Par un après-midi pluvieux à Jakarta, trois hommes le corps recouvert de peinture argentée font la manche auprès des automobilistes : partout sur l’île de Java, les « manusia silver » n’ont souvent pas d’autre choix que de mendier pour gagner à peine de quoi survivre.
« Je veux trouver un vrai travail, plus digne, j’ai honte de gagner de l’argent comme ça », témoigne Ari Munandar, 25 ans. « Mais la gêne disparaît quand vous vous souvenez que votre fille et votre femme sont à la maison », ajoute l’homme.
Cette photo prise le 7 avril 2025 montre des artistes de rue, Keris Munandar (à g.) et son voisin Riyan Ahmad Fazriyansah, en train de se peindre le corps en argent à Jakarta. (YASUYOSHI CHIBA/AFP via Getty Images)
Pieds nus, vêtus seulement d’un short et enduits d’une peinture irritante, Ari, son frère Keris et leur ami Riyan Ahmad Fazriyansah, vont passer cinq heures à une intersection du nord de la gigantesque capitale.
Cette photo prise le 7 avril 2025 montre les artistes de rue Keris Munandar (à dr.), son frère Ari Munandar (à g.) et leur voisin Riyan Ahmad Fazriyansah marchant vers la route principale pour faire du stop à Jakarta. (YASUYOSHI CHIBA/AFP via Getty Images)
« J’ai vu un ami gagner plus d’argent en imitant un robot »
Chaque fois que la file de voitures s’arrête, ils se figent et se déplacent en gestes saccadés, tels des robots.
Cette photo prise le 1er avril 2025 montre l’artiste de rue Ari Munandar, dont le corps est peint en argent, posant pour obtenir des pourboires sous la pluie à un carrefour de Jakarta. (YASUYOSHI CHIBA/AFP via Getty Images)

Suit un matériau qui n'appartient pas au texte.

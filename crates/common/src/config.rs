use rust_decimal::Decimal;
use serde::Deserialize;
use std::str::FromStr;
use thiserror::Error;

#[derive(Debug, Error, PartialEq)]
pub enum ConfigError {
    #[error("Invalid value '{value}' for {key}: {reason}")]
    InvalidValue {
        key: &'static str,
        value: String,
        reason: &'static str,
    },
}

/// One loyalty tier as written in configuration
#[derive(Debug, Clone, PartialEq, Deserialize)]
pub struct LoyaltyTierConfig {
    pub min_delivered_orders: u32,
    /// Discount in percent points, `5` for 5%
    pub percent: Decimal,
}

/// Pricing and lifecycle settings of the order engine
#[derive(Debug, Clone, PartialEq, Deserialize)]
pub struct EngineConfig {
    /// VAT as a fraction, `0.20` for 20%
    pub vat_rate: Decimal,
    pub cancellation_grace_minutes: i64,
    pub loyalty_tiers: Vec<LoyaltyTierConfig>,
}

impl Default for EngineConfig {
    fn default() -> Self {
        Self {
            vat_rate: Decimal::new(20, 2),
            cancellation_grace_minutes: 30,
            loyalty_tiers: vec![
                LoyaltyTierConfig {
                    min_delivered_orders: 5,
                    percent: Decimal::new(2, 0),
                },
                LoyaltyTierConfig {
                    min_delivered_orders: 20,
                    percent: Decimal::new(5, 0),
                },
            ],
        }
    }
}

impl EngineConfig {
    /// Check ranges that the type system cannot express
    pub fn validate(&self) -> Result<(), ConfigError> {
        if self.vat_rate < Decimal::ZERO || self.vat_rate >= Decimal::ONE {
            return Err(ConfigError::InvalidValue {
                key: "VAT_RATE",
                value: self.vat_rate.to_string(),
                reason: "must be a fraction in [0, 1)",
            });
        }
        if self.cancellation_grace_minutes < 0 {
            return Err(ConfigError::InvalidValue {
                key: "CANCELLATION_GRACE_MINUTES",
                value: self.cancellation_grace_minutes.to_string(),
                reason: "must not be negative",
            });
        }
        for tier in &self.loyalty_tiers {
            if tier.percent < Decimal::ZERO || tier.percent >= Decimal::ONE_HUNDRED {
                return Err(ConfigError::InvalidValue {
                    key: "LOYALTY_TIERS",
                    value: format!("{}:{}", tier.min_delivered_orders, tier.percent),
                    reason: "percent must be in [0, 100)",
                });
            }
        }
        Ok(())
    }
}

/// Application configuration
#[derive(Debug, Clone, PartialEq, Deserialize)]
pub struct AppConfig {
    pub engine: EngineConfig,
    pub log_level: String,
}

impl Default for AppConfig {
    fn default() -> Self {
        Self {
            engine: EngineConfig::default(),
            log_level: "info".to_string(),
        }
    }
}

impl AppConfig {
    /// Load `.env` if present, then read overrides from the environment.
    /// Unset keys keep their defaults; malformed keys are an error.
    pub fn from_env() -> Result<Self, ConfigError> {
        dotenv::dotenv().ok();
        Self::from_lookup(|key| std::env::var(key).ok())
    }

    /// Build from any key lookup, so tests need not touch process env.
    pub fn from_lookup(lookup: impl Fn(&str) -> Option<String>) -> Result<Self, ConfigError> {
        let mut config = Self::default();

        if let Some(raw) = lookup("VAT_RATE") {
            config.engine.vat_rate = parse("VAT_RATE", &raw)?;
        }
        if let Some(raw) = lookup("CANCELLATION_GRACE_MINUTES") {
            config.engine.cancellation_grace_minutes = parse("CANCELLATION_GRACE_MINUTES", &raw)?;
        }
        if let Some(raw) = lookup("LOYALTY_TIERS") {
            config.engine.loyalty_tiers = parse_tiers(&raw)?;
        }
        if let Some(level) = lookup("RUST_LOG") {
            config.log_level = level;
        }

        config.engine.validate()?;
        Ok(config)
    }
}

fn parse<T: FromStr>(key: &'static str, raw: &str) -> Result<T, ConfigError> {
    raw.trim().parse().map_err(|_| ConfigError::InvalidValue {
        key,
        value: raw.to_string(),
        reason: "not a number",
    })
}

/// `"5:2,20:5"` means 2% from 5 delivered orders and 5% from 20.
fn parse_tiers(raw: &str) -> Result<Vec<LoyaltyTierConfig>, ConfigError> {
    raw.split(',')
        .map(str::trim)
        .filter(|part| !part.is_empty())
        .map(|part| -> Result<LoyaltyTierConfig, ConfigError> {
            let (orders, percent) = part.split_once(':').ok_or(ConfigError::InvalidValue {
                key: "LOYALTY_TIERS",
                value: part.to_string(),
                reason: "expected <orders>:<percent>",
            })?;
            Ok(LoyaltyTierConfig {
                min_delivered_orders: parse("LOYALTY_TIERS", orders)?,
                percent: parse("LOYALTY_TIERS", percent)?,
            })
        })
        .collect()
}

« Je fais ça parce qu’un jour, j’ai vu un ami gagner plus d’argent en imitant un robot », explique Ari, qui tend sa sébile aux automobilistes.
Cette photo prise le 1er avril 2025 montre l’artiste de rue Ari Munandar (à dr.), dont le corps est peint en argent, recevant un pourboire sous la pluie à un carrefour de Jakarta.(YASUYOSHI CHIBA/AFP via Getty Images)
Rien d’anormal à Jakarta, où de nombreux hommes sans emploi s’improvisent agents de circulation ou gardiens de parking, contre un petit billet de 2000 ou 5000 roupies (0,10 à 0,20 euro).
Les meilleurs jours, Ari peut gagner jusqu’à 200.000 roupies (10 euros), mais sa recette quotidienne dépasse rarement 120.000 roupies (6,4 euros), juste de quoi nourrir sa famille.
Un maigre revenu loin du salaire minimum mensuel de Jakarta, qui s’élève à cinq millions de roupies (260 euros) selon l’Agence indonésienne des statistiques.
« Depuis que j’ai été licencié en 2019, je mendie »
« Je ne vais pas déjeuner, mais juste me désaltérer et fumer une cigarette », dit Ari, dans un pays où la population se plaint du coût de la vie.
Cette photo prise le 7 avril 2025 montre un artiste de rue, Ari Munandar, tenant sa fille Arisya Putri Wahyuni alors qu’il achète des snacks à un kiosque près de la voie ferrée le matin, avant de se peindre le corps en argent à Jakarta. (YASUYOSHI CHIBA/AFP via Getty Images)
Le prix du kilo de riz, aliment de base dans l’archipel, a bondi de 27% entre 2015 et 2025, selon l’agence des statistiques.
Le peu d’offres d’emploi est la principale raison pour laquelle des jeunes, hommes ou femmes, doivent se résoudre à faire la manche.
« Depuis que j’ai été licencié en 2019, je mendie », raconte Ari. « Avant cela, je nettoyais des toilettes. »
Selon les données officielles, le nombre de personnes vivant en dessous du seuil de pauvreté (fixé à 595.000 roupies par mois, soit 31 euros) dans la métropole de 11 millions d’habitants est passé de 362.000 en 2019 à 449.000 en septembre 2024.
« Une énorme augmentation de la mendicité »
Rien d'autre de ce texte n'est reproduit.